(Stored data)
· · · · ·
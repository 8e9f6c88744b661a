//! Engine Module
//!
//! The uniform capability interface every storage backend implements, the
//! backends themselves, and the dispatcher that picks one by identifier.
//!
//! ## Backends
//! - `memdb`: ephemeral BTreeMap, nothing persisted besides the directory
//! - `logdb`: append-only data log replayed into an in-memory index
//! - `lsmdb`: WAL + memtable + immutable sorted segment files
//!
//! ## Handle Lifecycle
//! ```text
//!   open(path) ──► EngineHandle (Arc<dyn KvEngine>) ──► close()
//!                        │                                 │
//!                        └── get / put / delete / sync     └── later ops: Closed
//! ```

mod kind;
mod log;
mod logdb;
mod lsmdb;
mod memdb;

use std::path::Path;
use std::sync::Arc;

use crate::config::SyncStrategy;
use crate::error::Result;

pub use kind::{open, open_with, Dispatcher, EngineKind, EngineOpener};
pub use log::{replay, LogRecord, LogWriter, Operation, Replay, FRAME_HEADER_SIZE, MAX_RECORD_SIZE};
pub use logdb::LogDb;
pub use lsmdb::LsmDb;
pub use memdb::MemDb;

/// Shared handle to an open engine instance
pub type EngineHandle = Arc<dyn KvEngine>;

/// Handle-level operations every storage backend provides
///
/// Implementations are internally synchronized; every method takes `&self`.
pub trait KvEngine: Send + Sync {
    /// Which backend this handle belongs to
    fn kind(&self) -> EngineKind;

    /// Directory the handle is bound to
    fn path(&self) -> &Path;

    /// Get a value by key
    fn get(&self, key: &[u8]) -> Result<Option<Vec<u8>>>;

    /// Put a key-value pair
    fn put(&self, key: &[u8], value: &[u8]) -> Result<()>;

    /// Delete a key. Deleting a missing key is not an error.
    fn delete(&self, key: &[u8]) -> Result<()>;

    /// Number of live keys
    fn len(&self) -> usize;

    fn is_empty(&self) -> bool {
        self.len() == 0
    }

    /// Force buffered state to disk
    fn sync(&self) -> Result<()>;

    /// Flush and release the handle. Idempotent; later operations fail
    /// with `HubError::Closed`.
    fn close(&self) -> Result<()>;
}

/// Tunables passed to every backend on open
#[derive(Debug, Clone, Copy)]
pub struct EngineOptions {
    /// How often log-based backends fsync
    pub sync_strategy: SyncStrategy,

    /// lsmdb memtable flush threshold (bytes)
    pub memtable_size_limit: usize,
}

impl Default for EngineOptions {
    fn default() -> Self {
        Self {
            sync_strategy: SyncStrategy::EveryNEntries { count: 100 },
            memtable_size_limit: 4 * 1024 * 1024,
        }
    }
}
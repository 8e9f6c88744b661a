//! Process-level entry point
//!
//! Owns the database registry and the id generator for the life of the
//! process. Pass `&Hub` (or `Arc<Hub>`) to whatever needs database access.

use crate::config::Config;
use crate::error::Result;
use crate::id::IdGenerator;
use crate::registry::{Registry, ScanReport};

/// The registry and the id generator, created together at startup
pub struct Hub {
    registry: Registry,
    ids: IdGenerator,
}

impl Hub {
    /// Build both components and run the startup scan
    ///
    /// Configuration errors (unknown engine, node id out of range) and an
    /// unusable storage root fail startup; individual databases that fail to
    /// open are only reported.
    pub fn start(config: &Config) -> Result<(Self, ScanReport)> {
        let ids = IdGenerator::new(config.node_id)?;
        let (registry, report) = Registry::open(config)?;

        tracing::info!(
            engine = registry.engine_name(),
            storage_dir = %registry.storage_dir().display(),
            node_id = ids.node_id(),
            databases = registry.len(),
            "hub started"
        );

        Ok((Self { registry, ids }, report))
    }

    pub fn registry(&self) -> &Registry {
        &self.registry
    }

    pub fn ids(&self) -> &IdGenerator {
        &self.ids
    }

    /// Sync every open database before the process exits
    pub fn shutdown(self) -> Result<()> {
        tracing::info!(databases = self.registry.len(), "hub shutting down");
        self.registry.sync_all()
    }
}
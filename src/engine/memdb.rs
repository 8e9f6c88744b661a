//! In-memory backend
//!
//! Keeps everything in a BTreeMap. Only the database directory is created on
//! disk, so the database is rediscovered by the startup scan (empty).

use std::collections::BTreeMap;
use std::fs;
use std::path::{Path, PathBuf};
use std::sync::atomic::{AtomicBool, Ordering};

use parking_lot::RwLock;

use crate::error::{HubError, Result};

use super::{EngineKind, EngineOptions, KvEngine};

/// Ephemeral engine backed by a BTreeMap
pub struct MemDb {
    path: PathBuf,
    data: RwLock<BTreeMap<Vec<u8>, Vec<u8>>>,
    closed: AtomicBool,
}

impl MemDb {
    pub fn open(path: &Path, _options: &EngineOptions) -> Result<Self> {
        fs::create_dir_all(path)?;
        tracing::debug!(path = %path.display(), "memdb opened");

        Ok(Self {
            path: path.to_path_buf(),
            data: RwLock::new(BTreeMap::new()),
            closed: AtomicBool::new(false),
        })
    }

    fn ensure_open(&self) -> Result<()> {
        if self.closed.load(Ordering::Acquire) {
            return Err(HubError::Closed(self.path.clone()));
        }
        Ok(())
    }
}

impl KvEngine for MemDb {
    fn kind(&self) -> EngineKind {
        EngineKind::MemDb
    }

    fn path(&self) -> &Path {
        &self.path
    }

    fn get(&self, key: &[u8]) -> Result<Option<Vec<u8>>> {
        self.ensure_open()?;
        Ok(self.data.read().get(key).cloned())
    }

    fn put(&self, key: &[u8], value: &[u8]) -> Result<()> {
        self.ensure_open()?;
        self.data.write().insert(key.to_vec(), value.to_vec());
        Ok(())
    }

    fn delete(&self, key: &[u8]) -> Result<()> {
        self.ensure_open()?;
        self.data.write().remove(key);
        Ok(())
    }

    fn len(&self) -> usize {
        self.data.read().len()
    }

    fn sync(&self) -> Result<()> {
        self.ensure_open()
    }

    fn close(&self) -> Result<()> {
        self.closed.store(true, Ordering::Release);
        Ok(())
    }
}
· · · · ·
# Work task:
Transcribe the entries exactly, and make each line match the original.

# Result:
repository 8e9f6c88744b661a
//! Engine Module
//!
//! The uniform capability interface every storage backend implements, the
//! backends themselves, and the dispatcher that picks one by identifier.
//!
//! ## Backends
//! - `memdb`: ephemeral BTreeMap, nothing persisted besides the directory
//! - `logdb`: append-only data log replayed into an in-memory index
//! - `lsmdb`: WAL + memtable + immutable sorted segment files
//!
//! ## Handle Lifecycle
//! ```text
//!   open(path) ──► EngineHandle (Arc<dyn KvEngine>) ──► close()
//!                        │                                 │
//!                        └── get / put / delete / sync     └── later ops: Closed
//! ```

mod kind;
mod log;
mod logdb;
mod lsmdb;
mod memdb;

use std::path::Path;
use std::sync::Arc;

use crate::config::SyncStrategy;
use crate::error::Result;

pub use kind::{open, open_with, Dispatcher, EngineKind, EngineOpener};
pub use log::{replay, LogRecord, LogWriter, Operation, Replay, FRAME_HEADER_SIZE, MAX_RECORD_SIZE};
pub use logdb::LogDb;
pub use lsmdb::LsmDb;
pub use memdb::MemDb;

/// Shared handle to an open engine instance
pub type EngineHandle = Arc<dyn KvEngine>;

/// Handle-level operations every storage backend provides
///
/// Implementations are internally synchronized; every method takes `&self`.
pub trait KvEngine: Send + Sync {
    /// Which backend this handle belongs to
    fn kind(&self) -> EngineKind;

    /// Directory the handle is bound to
    fn path(&self) -> &Path;

    /// Get a value by key
    fn get(&self, key: &[u8]) -> Result<Option<Vec<u8>>>;

    /// Put a key-value pair
    fn put(&self, key: &[u8], value: &[u8]) -> Result<()>;

    /// Delete a key. Deleting a missing key is not an error.
    fn delete(&self, key: &[u8]) -> Result<()>;

    /// Number of live keys
    fn len(&self) -> usize;

    fn is_empty(&self) -> bool {
        self.len() == 0
    }

    /// Force buffered state to disk
    fn sync(&self) -> Result<()>;

    /// Flush and release the handle. Idempotent; later operations fail
    /// with `HubError::Closed`.
    fn close(&self) -> Result<()>;
}

/// Tunables passed to every backend on open
#[derive(Debug, Clone, Copy)]
pub struct EngineOptions {
    /// How often log-based backends fsync
    pub sync_strategy: SyncStrategy,

    /// lsmdb memtable flush threshold (bytes)
    pub memtable_size_limit: usize,
}

impl Default for EngineOptions {
    fn default() -> Self {
        Self {
            sync_strategy: SyncStrategy::EveryNEntries { count: 100 },
            memtable_size_limit: 4 * 1024 * 1024,
        }
    }
}
repository 8e9f6c88744b661a
//! Process-level entry point
//!
//! Owns the database registry and the id generator for the life of the
//! process. Pass `&Hub` (or `Arc<Hub>`) to whatever needs database access.

use crate::config::Config;
use crate::error::Result;
use crate::id::IdGenerator;
use crate::registry::{Registry, ScanReport};

/// The registry and the id generator, created together at startup
pub struct Hub {
    registry: Registry,
    ids: IdGenerator,
}

impl Hub {
    /// Build both components and run the startup scan
    ///
    /// Configuration errors (unknown engine, node id out of range) and an
    /// unusable storage root fail startup; individual databases that fail to
    /// open are only reported.
    pub fn start(config: &Config) -> Result<(Self, ScanReport)> {
        let ids = IdGenerator::new(config.node_id)?;
        let (registry, report) = Registry::open(config)?;

        tracing::info!(
            engine = registry.engine_name(),
            storage_dir = %registry.storage_dir().display(),
            node_id = ids.node_id(),
            databases = registry.len(),
            "hub started"
        );

        Ok((Self { registry, ids }, report))
    }

    pub fn registry(&self) -> &Registry {
        &self.registry
    }

    pub fn ids(&self) -> &IdGenerator {
        &self.ids
    }

    /// Sync every open database before the process exits
    pub fn shutdown(self) -> Result<()> {
        tracing::info!(databases = self.registry.len(), "hub shutting down");
        self.registry.sync_all()
    }
}
filename src/engine/memdb.rs
repository 8e9f6c88744b661a
//! In-memory backend
//!
//! Keeps everything in a BTreeMap. Only the database directory is created on
//! disk, so the database is rediscovered by the startup scan (empty).

use std::collections::BTreeMap;
use std::fs;
use std::path::{Path, PathBuf};
use std::sync::atomic::{AtomicBool, Ordering};

use parking_lot::RwLock;

use crate::error::{HubError, Result};

use super::{EngineKind, EngineOptions, KvEngine};

/// Ephemeral engine backed by a BTreeMap
pub struct MemDb {
    path: PathBuf,
    data: RwLock<BTreeMap<Vec<u8>, Vec<u8>>>,
    closed: AtomicBool,
}

impl MemDb {
    pub fn open(path: &Path, _options: &EngineOptions) -> Result<Self> {
        fs::create_dir_all(path)?;
        tracing::debug!(path = %path.display(), "memdb opened");

        Ok(Self {
            path: path.to_path_buf(),
            data: RwLock::new(BTreeMap::new()),
            closed: AtomicBool::new(false),
        })
    }

    fn ensure_open(&self) -> Result<()> {
        if self.closed.load(Ordering::Acquire) {
            return Err(HubError::Closed(self.path.clone()));
        }
        Ok(())
    }
}

impl KvEngine for MemDb {
    fn kind(&self) -> EngineKind {
        EngineKind::MemDb
    }

    fn path(&self) -> &Path {
        &self.path
    }

    fn get(&self, key: &[u8]) -> Result<Option<Vec<u8>>> {
        self.ensure_open()?;
        Ok(self.data.read().get(key).cloned())
    }

    fn put(&self, key: &[u8], value: &[u8]) -> Result<()> {
        self.ensure_open()?;
        self.data.write().insert(key.to_vec(), value.to_vec());
        Ok(())
    }

    fn delete(&self, key: &[u8]) -> Result<()> {
        self.ensure_open()?;
        self.data.write().remove(key);
        Ok(())
    }

    fn len(&self) -> usize {
        self.data.read().len()
    }

    fn sync(&self) -> Result<()> {
        self.ensure_open()
    }

    fn close(&self) -> Result<()> {
        self.closed.store(true, Ordering::Release);
        Ok(())
    }
}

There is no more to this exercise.